Saturday, September 4, 2010
posted by dave at 8:17 AM in category daily

I think I'm going to go to Rich O's in a bit. Maybe I'll eat there, or eat at Wendy's on the way. I don't think I've eaten since Thursday evening.

I'm irritated because there's no weird feeling that I'm home. I woke up a few times last night, and it felt like I'd never even left. I was just home because that's where Ilive and in my bed because that's where I sleep and alone because that's how my life is. Usually the feeling of wow, I'm back home and it feels weird will last at least a day or two. Not this time.

My neck still hurts. I foobared it bad the other night, I guess. This morning I took a long shower with hot water pouring on my neck, and it didn't help.

Friday, September 3, 2010
posted by dave at 9:39 PM in category ramblings

Okay, so I had a wonderful, fantastic time in Las Vegas. It may seem like an obvious foregone conclusion to some of you, but not to me. There were several million doubts in my mind.

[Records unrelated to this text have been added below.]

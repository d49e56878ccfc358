//! Deposition API handlers

use axum::{
    body::Bytes,
    extract::{Path, Query, State},
    http::{HeaderMap, StatusCode},
    Json,
};
use base64::{engine::general_purpose::STANDARD, Engine};
use serde::Deserialize;
use serde_json::Value;
use validator::Validate;

use super::actor;
use crate::AppState;
use zenodo_common::{
    deposit::file_entry,
    errors::{AppError, Result},
    AuthContext,
};

/// Body of create and save requests
#[derive(Debug, Default, Deserialize)]
pub struct DepositRequest {
    #[serde(default)]
    pub metadata: Option<Value>,
}

/// Base64 encoded upload
#[derive(Debug, Deserialize, Validate)]
pub struct NewFileRequest {
    #[validate(length(min = 1, max = 255))]
    pub filename: String,
    pub content: String,
}

#[derive(Debug, Default, Deserialize)]
pub struct FileQuery {
    pub filename: Option<String>,
}

/// Entry of a reorder request; either the file id or its name
#[derive(Debug, Deserialize)]
pub struct FileRef {
    pub id: Option<String>,
    pub filename: Option<String>,
}

#[derive(Debug, Deserialize, Validate)]
pub struct RenameRequest {
    #[validate(length(min = 1, max = 255))]
    pub filename: String,
}

fn parse_body<T: serde::de::DeserializeOwned>(body: &[u8]) -> Result<T> {
    serde_json::from_slice(body).map_err(|e| AppError::InvalidFormat {
        message: format!("Malformed request body: {}", e),
    })
}

fn invalid(field: &str, e: validator::ValidationErrors) -> AppError {
    AppError::Validation {
        message: e.to_string(),
        field: Some(field.to_string()),
    }
}

/// Create a deposition, optionally with initial metadata
pub async fn create(
    State(state): State<AppState>,
    auth: AuthContext,
    headers: HeaderMap,
    body: Bytes,
) -> Result<(StatusCode, Json<Value>)> {
    let request: DepositRequest = if body.is_empty() {
        DepositRequest::default()
    } else {
        parse_body(&body)?
    };

    let deposit = state.deposits.create(&actor(&auth, &headers), request.metadata).await?;
    let envelope = state.deposits.envelope(&deposit).await?;
    Ok((StatusCode::CREATED, Json(envelope)))
}

pub async fn get(State(state): State<AppState>, auth: AuthContext, headers: HeaderMap, Path(id): Path<i32>) -> Result<Json<Value>> {
    let deposit = state.deposits.get_for(&actor(&auth, &headers), id).await?;
    Ok(Json(state.deposits.envelope(&deposit).await?))
}

/// Replace the draft metadata
pub async fn update(
    State(state): State<AppState>,
    auth: AuthContext,
    headers: HeaderMap,
    Path(id): Path<i32>,
    Json(request): Json<DepositRequest>,
) -> Result<Json<Value>> {
    let metadata = request
        .metadata
        .ok_or_else(|| AppError::field("metadata", "Missing data for required field."))?;
    let deposit = state.deposits.update(&actor(&auth, &headers), id, &metadata).await?;
    Ok(Json(state.deposits.envelope(&deposit).await?))
}

pub async fn delete(State(state): State<AppState>, auth: AuthContext, headers: HeaderMap, Path(id): Path<i32>) -> Result<StatusCode> {
    state.deposits.delete(&actor(&auth, &headers), id).await?;
    tracing::info!(depid = id, user_id = auth.user_id, "Deposition deleted");
    Ok(StatusCode::NO_CONTENT)
}

// ============================================================================
// Files
// ============================================================================

pub async fn list_files(
    State(state): State<AppState>,
    auth: AuthContext,
    headers: HeaderMap,
    Path(id): Path<i32>,
) -> Result<Json<Vec<Value>>> {
    let deposit = state.deposits.get_for(&actor(&auth, &headers), id).await?;
    let site = &state.services.config.site;
    let files = state.deposits.list_files(&deposit).await?;
    Ok(Json(files.iter().map(|f| file_entry(site, f)).collect()))
}

/// Upload a file, either base64 in JSON or the raw body with `?filename=`
pub async fn add_file(
    State(state): State<AppState>,
    auth: AuthContext,
    headers: HeaderMap,
    Path(id): Path<i32>,
    Query(query): Query<FileQuery>,
    body: Bytes,
) -> Result<(StatusCode, Json<Value>)> {
    let (filename, data) = match query.filename {
        Some(filename) => (filename, body.to_vec()),
        None => {
            let request: NewFileRequest = parse_body(&body)?;
            request.validate().map_err(|e| invalid("filename", e))?;
            let data = STANDARD
                .decode(request.content.as_bytes())
                .map_err(|e| AppError::field("content", format!("Invalid base64 content: {}", e)))?;
            (request.filename, data)
        }
    };

    let file = state
        .deposits
        .add_file(&actor(&auth, &headers), id, &filename, &data)
        .await?;
    Ok((StatusCode::CREATED, Json(file_entry(&state.services.config.site, &file))))
}

pub async fn get_file(
    State(state): State<AppState>,
    auth: AuthContext,
    headers: HeaderMap,
    Path((id, key)): Path<(i32, String)>,
) -> Result<Json<Value>> {
    let deposit = state.deposits.get_for(&actor(&auth, &headers), id).await?;
    let file = state
        .services
        .storage
        .get_object(state.services.db.read(), deposit.bucket_id, &key)
        .await?;
    Ok(Json(file_entry(&state.services.config.site, &file)))
}

pub async fn rename_file(
    State(state): State<AppState>,
    auth: AuthContext,
    headers: HeaderMap,
    Path((id, key)): Path<(i32, String)>,
    Json(request): Json<RenameRequest>,
) -> Result<Json<Value>> {
    request.validate().map_err(|e| invalid("filename", e))?;
    let file = state
        .deposits
        .rename_file(&actor(&auth, &headers), id, &key, &request.filename)
        .await?;
    Ok(Json(file_entry(&state.services.config.site, &file)))
}

pub async fn remove_file(
    State(state): State<AppState>,
    auth: AuthContext,
    headers: HeaderMap,
    Path((id, key)): Path<(i32, String)>,
) -> Result<StatusCode> {
    state.deposits.remove_file(&actor(&auth, &headers), id, &key).await?;
    Ok(StatusCode::NO_CONTENT)
}

/// Reorder the files; entries name files by id or filename
pub async fn reorder_files(
    State(state): State<AppState>,
    auth: AuthContext,
    headers: HeaderMap,
    Path(id): Path<i32>,
    Json(order): Json<Vec<FileRef>>,
) -> Result<Json<Vec<Value>>> {
    let actor = actor(&auth, &headers);
    let deposit = state.deposits.get_for(&actor, id).await?;
    let current = state.deposits.list_files(&deposit).await?;

    let keys = order
        .iter()
        .map(|entry| {
            let found = match (&entry.id, &entry.filename) {
                (Some(file_id), _) => current.iter().find(|f| f.version_id.to_string() == *file_id),
                (None, Some(name)) => current.iter().find(|f| &f.key == name),
                (None, None) => None,
            };
            found
                .map(|f| f.key.clone())
                .ok_or_else(|| AppError::field("files", "Unknown file in the requested order."))
        })
        .collect::<Result<Vec<_>>>()?;

    let files = state.deposits.reorder_files(&actor, id, &keys).await?;
    let site = &state.services.config.site;
    Ok(Json(files.iter().map(|f| file_entry(site, f)).collect()))
}

// ============================================================================
// Actions
// ============================================================================

/// `publish`, `edit`, `discard`, `newversion` and `reserve_doi`
pub async fn action(
    State(state): State<AppState>,
    auth: AuthContext,
    headers: HeaderMap,
    Path((id, action)): Path<(i32, String)>,
) -> Result<(StatusCode, Json<Value>)> {
    let actor = actor(&auth, &headers);
    let deposits = &state.deposits;

    let (status, deposit) = match action.as_str() {
        "publish" => {
            let outcome = state.publisher.publish(&actor, id).await?;
            (StatusCode::ACCEPTED, outcome.deposit)
        }
        "edit" => (StatusCode::CREATED, deposits.edit(&actor, id).await?),
        "discard" => (StatusCode::CREATED, deposits.discard(&actor, id).await?),
        "newversion" => {
            deposits.new_version(&actor, id).await?;
            // The envelope of the source links to the new draft
            (StatusCode::CREATED, deposits.get(id).await?)
        }
        "reserve_doi" => {
            deposits.reserve_doi(&actor, id).await?;
            (StatusCode::OK, deposits.get(id).await?)
        }
        _ => return Err(AppError::not_found("action", &action)),
    };

    tracing::info!(depid = id, action = %action, user_id = actor.user_id, "Deposition action");
    Ok((status, Json(deposits.envelope(&deposit).await?)))
}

Every one of my doubts evaporated at approximately 3:00 PM PDT Sunday.

This leads me to an observation.

I should have been there already. I should have been there almost 18 months ago, when every reasonable reason I'd ever had for staying put was ripped from me.

Why, why wasn't I already there?

Well, those of you who (a) have been reading this journal or (b) listening to the words that have been coming out of my mouth, and (c) aren't retarded - you people already know the answer to that question.

---

I've deleted the remainder of this entry. There was nothing nice in any of it.